So there were those. And then when the girl was beating me with the handle and Michael Rymer is directing. “Not so hard, we don’t want to people to think he’s dead. He’s not dead. You’re not killing him.” It was never intended to seem like I was killed, but that scene was so intense, everybody just got caught up in it.
Everyone was sure I was dead. I was never meant to be dead. Because I was like, “Please don’t kill me, Michael. I don’t want to be dead, come on man.”
GW: I thought he was dead the first time I saw it.
RR: I was like, “Oh I don’t want to be dead, man! Please don’t kill me.” They left it kind of open. And then it was like episode 15, 14 episodes later. You get this call. “You’re back on the show.” I’m like, “I knew I wasn’t dead!”
GW: Just been in a coma for a few weeks.
RR: Yeah, and not a scratch on me when I came back. Not a mark on me.
GW: What similarities would you say Ladon Radim and your character Charlie on Battlestar share?
RR: Boy, Ladon and Charlie. I think that there was an unflinching level of commitment. I think that they were both very committed to whatever it was they were … They made a decision to do something and they were going to see it through regardless. And I think that’s something that they definitely both share. I think that there’s definite commitment, no hesitation. “If I’m going to do this, I’m going to do this.”
GW: They both had family with troubled lives. I mean Charlie obviously his son was killed on New Caprica.
RR: Yeah, Charlie had the death of his son to deal with and Ladon had his sister almost dying. Plus you know, in my mind, if he’s got a sister that he loves dearly, I’m sure he’s got other family out there so I’m sure there was a lot at stake for him.
GW: A lot of drive.
RR: Yeah. And you know, we never talked about Charlie’s wife. His son died, so I had just always assumed that his wife didn’t make it.
GW: She died in the attack?
RR: Yeah. He probably had this really great relationship with his son. And that wasn’t hard for me because I have a daughter. So when we started shooting the first scene when it was revealed that he killed … he was blaming Jammer for the death of his son. That wasn’t too hard to imagine that. That was a heavy scene, man. Shooting that was the heaviest, darkest, weighty day I’ve ever worked. And everybody brought it. It was a really weird day when we shot that scene.
GW: Killing Jammer?
RR: Yeah, it was a weird day. And [Dominic] Zamprogna who played Jammer, he just brought it. Everybody was so bumped that they were killing Jammer. Because Dom’s such a cool cat and everybody was just so bumped they were like, “Oh my God.” Every time someone of any relative consequence to the show is killed, it was just, “Oh no.”

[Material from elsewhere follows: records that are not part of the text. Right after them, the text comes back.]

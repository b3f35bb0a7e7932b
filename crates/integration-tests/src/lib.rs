//! Black-box API tests for the Panaderia orders service.
//!
//! [`TestContext`] builds the real router over the in-memory store and
//! recording fakes for the card, email and chat providers, then drives it with
//! `tower::ServiceExt::oneshot`. No network or database is needed.
//!
//! ```bash
//! cargo test -p panaderia-integration-tests
//! ```

#![allow(clippy::unwrap_used, clippy::missing_panics_doc)]

use std::collections::HashMap;
use std::sync::{Arc, Mutex};

use async_trait::async_trait;
use axum::{
    Router,
    body::Body,
    http::{Method, Request, StatusCode, header},
};
use http_body_util::BodyExt;
use panaderia_core::{Email, Phone, Role};
use panaderia_orders::{
    app,
    config::OrdersConfig,
    db::MemoryBackend,
    middleware::OriginPolicy,
    notifications::{ChatMessage, ChatSender, EmailError, EmailSender, WhatsAppError},
    payments::{CardError, CardProcessor, ChargeOutcome, ChargeRequest, SUCCEEDED},
    state::AppState,
};
use secrecy::SecretString;
use serde_json::Value;
use tower::ServiceExt;

/// Origin every test request declares unless it says otherwise.
pub const ORIGIN: &str = "https://panaderia.shop";

const TOKEN_SECRET: &str = "Zq7vR2mK9pL4xW8nB3tY6hJ1cF5gD0sA";

/// Card processor that approves charges unless told to decline or time out.
///
/// Like the real provider, a replayed idempotency key returns the original
/// charge instead of charging again.
#[derive(Default)]
pub struct FakeCardProcessor {
    charges: Mutex<Vec<ChargeRequest>>,
    by_key: Mutex<HashMap<String, String>>,
    decline: Mutex<Option<String>>,
    lose_next_response: Mutex<bool>,
}

impl FakeCardProcessor {
    /// Decline every following charge with `message`.
    pub fn decline_with(&self, message: &str) {
        *self.decline.lock().unwrap() = Some(message.to_string());
    }

    /// Take the next charge but time out before answering, as when the
    /// provider's response is lost on the way back.
    pub fn time_out_next(&self) {
        *self.lose_next_response.lock().unwrap() = true;
    }

    /// Charges the provider actually received.
    pub fn charges(&self) -> Vec<ChargeRequest> {
        self.charges.lock().unwrap().clone()
    }
}

#[async_trait]
impl CardProcessor for FakeCardProcessor {
    async fn charge(&self, request: &ChargeRequest) -> Result<ChargeOutcome, CardError> {
        if let Some(message) = self.decline.lock().unwrap().clone() {
            return Err(CardError::Declined(message));
        }

        let mut by_key = self.by_key.lock().unwrap();
        let id = match by_key.get(&request.idempotency_key) {
            Some(id) => id.clone(),
            None => {
                self.charges.lock().unwrap().push(request.clone());
                let id = format!("ch_test_{}", by_key.len() + 1);
                by_key.insert(request.idempotency_key.clone(), id.clone());
                id
            }
        };
        drop(by_key);

        if std::mem::take(&mut *self.lose_next_response.lock().unwrap()) {
            return Err(CardError::Timeout);
        }

        Ok(ChargeOutcome {
            id,
            status: SUCCEEDED.to_string(),
            failure_message: None,
        })
    }
}

/// One delivered email.
#[derive(Debug, Clone, PartialEq, Eq)]
pub struct SentEmail {
    pub to: String,
    pub subject: String,
    pub body: String,
}

/// Email sender that records deliveries and bounces listed addresses.
#[derive(Default)]
pub struct RecordingEmailSender {
    sent: Mutex<Vec<SentEmail>>,
    bounce: Mutex<Vec<String>>,
}

impl RecordingEmailSender {
    /// Reject mail to `address` permanently.
    pub fn bounce(&self, address: &str) {
        self.bounce.lock().unwrap().push(address.to_string());
    }

    pub fn sent(&self) -> Vec<SentEmail> {
        self.sent.lock().unwrap().clone()
    }

    /// Addresses that received mail, in delivery order.
    pub fn recipients(&self) -> Vec<String> {
        self.sent().into_iter().map(|m| m.to).collect()
    }
}

#[async_trait]
impl EmailSender for RecordingEmailSender {
    async fn send(&self, to: &Email, subject: &str, body: &str) -> Result<(), EmailError> {
        if self.bounce.lock().unwrap().iter().any(|b| b == to.as_str()) {
            return Err(EmailError::Rejected("550 mailbox unavailable".to_string()));
        }
        self.sent.lock().unwrap().push(SentEmail {
            to: to.as_str().to_string(),
            subject: subject.to_string(),
            body: body.to_string(),
        });
        Ok(())
    }
}

/// Chat sender that records every message.
#[derive(Default)]
pub struct RecordingChatSender {
    sent: Mutex<Vec<(String, ChatMessage)>>,
}

impl RecordingChatSender {
    pub fn sent(&self) -> Vec<(String, ChatMessage)> {
        self.sent.lock().unwrap().clone()
    }
}

#[async_trait]
impl ChatSender for RecordingChatSender {
    async fn send(&self, to: &Phone, message: &ChatMessage) -> Result<(), WhatsAppError> {
        self.sent
            .lock()
            .unwrap()
            .push((to.as_str().to_string(), message.clone()));
        Ok(())
    }
}

/// Settings a test may adjust before the router is built.
#[derive(Debug, Clone, Default)]
pub struct ContextOptions {
    /// Extra staff addresses for business notifications.
    pub staff_emails: Vec<String>,
    pub business_phone: Option<String>,
}

/// The router plus handles on every fake behind it.
pub struct TestContext {
    pub router: Router,
    pub state: AppState,
    pub backend: Arc<MemoryBackend>,
    pub card: Arc<FakeCardProcessor>,
    pub email: Arc<RecordingEmailSender>,
    pub chat: Arc<RecordingChatSender>,
}

impl TestContext {
    /// Context over an empty store with the full schema.
    pub fn new() -> Self {
        Self::build(MemoryBackend::new(), ContextOptions::default())
    }

    /// Context over a caller-prepared store, e.g. one missing columns.
    pub fn with_backend(backend: MemoryBackend) -> Self {
        Self::build(backend, ContextOptions::default())
    }

    pub fn with_options(options: ContextOptions) -> Self {
        Self::build(MemoryBackend::new(), options)
    }

    fn build(backend: MemoryBackend, options: ContextOptions) -> Self {
        let origins = OriginPolicy::from_origins(&[ORIGIN.to_string()], false).unwrap();
        let mut config = OrdersConfig::in_memory(SecretString::from(TOKEN_SECRET.to_string()), origins);
        config.notifications.staff_emails = options.staff_emails;
        config.notifications.business_phone = options.business_phone;

        let backend = Arc::new(backend);
        let card = Arc::new(FakeCardProcessor::default());
        let email = Arc::new(RecordingEmailSender::default());
        let chat = Arc::new(RecordingChatSender::default());

        let state = AppState::new(
            config,
            backend.clone(),
            card.clone(),
            email.clone(),
            Some(chat.clone()),
        );

        Self {
            router: app(state.clone()),
            state,
            backend,
            card,
            email,
            chat,
        }
    }

    /// Bearer credential for `subject` valid for an hour.
    pub fn token(&self, subject: &str, role: Role) -> String {
        self.state
            .signer()
            .mint(subject, role, None, None, chrono::Duration::hours(1))
            .unwrap()
    }

    pub fn customer_token(&self, subject: &str) -> String {
        self.token(subject, Role::Customer)
    }

    pub fn staff_token(&self) -> String {
        self.token("emp-1", Role::Employee)
    }

    /// `POST /api/{action}` from the allowed origin.
    pub async fn post(&self, action: &str, token: Option<&str>, body: &Value) -> (StatusCode, Value) {
        let request = request(Method::POST, &format!("/api/{action}"), token, Some(ORIGIN))
            .header(header::CONTENT_TYPE, "application/json")
            .body(Body::from(body.to_string()))
            .unwrap();
        self.send(request).await
    }

    /// `GET {path}` from the allowed origin.
    pub async fn get(&self, path: &str, token: Option<&str>) -> (StatusCode, Value) {
        let request = request(Method::GET, path, token, Some(ORIGIN))
            .body(Body::empty())
            .unwrap();
        self.send(request).await
    }

    /// Send a hand-built request and decode its JSON body (`Null` if none).
    pub async fn send(&self, request: Request<Body>) -> (StatusCode, Value) {
        let response = self.router.clone().oneshot(request).await.unwrap();
        let status = response.status();
        let bytes = response.into_body().collect().await.unwrap().to_bytes();
        let body = serde_json::from_slice(&bytes).unwrap_or(Value::Null);
        (status, body)
    }
}

impl Default for TestContext {
    fn default() -> Self {
        Self::new()
    }
}

/// Request builder with optional bearer credential and origin.
pub fn request(
    method: Method,
    uri: &str,
    token: Option<&str>,
    origin: Option<&str>,
) -> axum::http::request::Builder {
    let mut builder = Request::builder().method(method).uri(uri);
    if let Some(token) = token {
        builder = builder.header(header::AUTHORIZATION, format!("Bearer {token}"));
    }
    if let Some(origin) = origin {
        builder = builder.header(header::ORIGIN, origin);
    }
    builder
}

GW: Dee [Anastasia Dualla] was a shock. That was a total shock. And what a sweetheart that actress is.
RR: Yeah, yeah. Even Kat [Louanne Katraine].
GW: Kandyse [ McClure].
RR: Kandyse. But even when Kat got killed – Luciana [Carro]. I wasn’t there but, every time you feel like you’re not going to be on the show, it’s devastating. Every actor that I know that got killed or written out, was just so bummed.
There were tears shed. some actors. It’s a tough call. Everybody loves that show so much, even working on it. It’s just so weird that it’s over. Weird.
GW: Could you compare the working environments at all between the two series between Atlantis and Battlestar Galactica? And Sanctuary also. Was there one series that was easier to work on than another?
RR: Well, definitely Sanctuary is by far the easiest to work on. I think it’s very much a family environment, we have zero ego. I mean the people are amazing. It’s one of the rules on the show. No one’s allowed to be a diva on Sanctuary. It’s very fun and really encouraging. Everybody collaborates and participates and it’s a really great feeling.
It is like shooting an indie film you’re really passionate about. It feels like that every day, I love going to work there. When I have the 5 AM call. On most shows I’m like, “5 AM … that’s crazy.” But on Sanctuary I’m up and ready to go, “Let’s go to work.” And then also because I’ve been on this show since the Web series, I think that I’ve got a lot invested. But you know, Atlantis was always fun. “Oh you’re going to go and have a good time.” But it always felt temporary, I just never knew.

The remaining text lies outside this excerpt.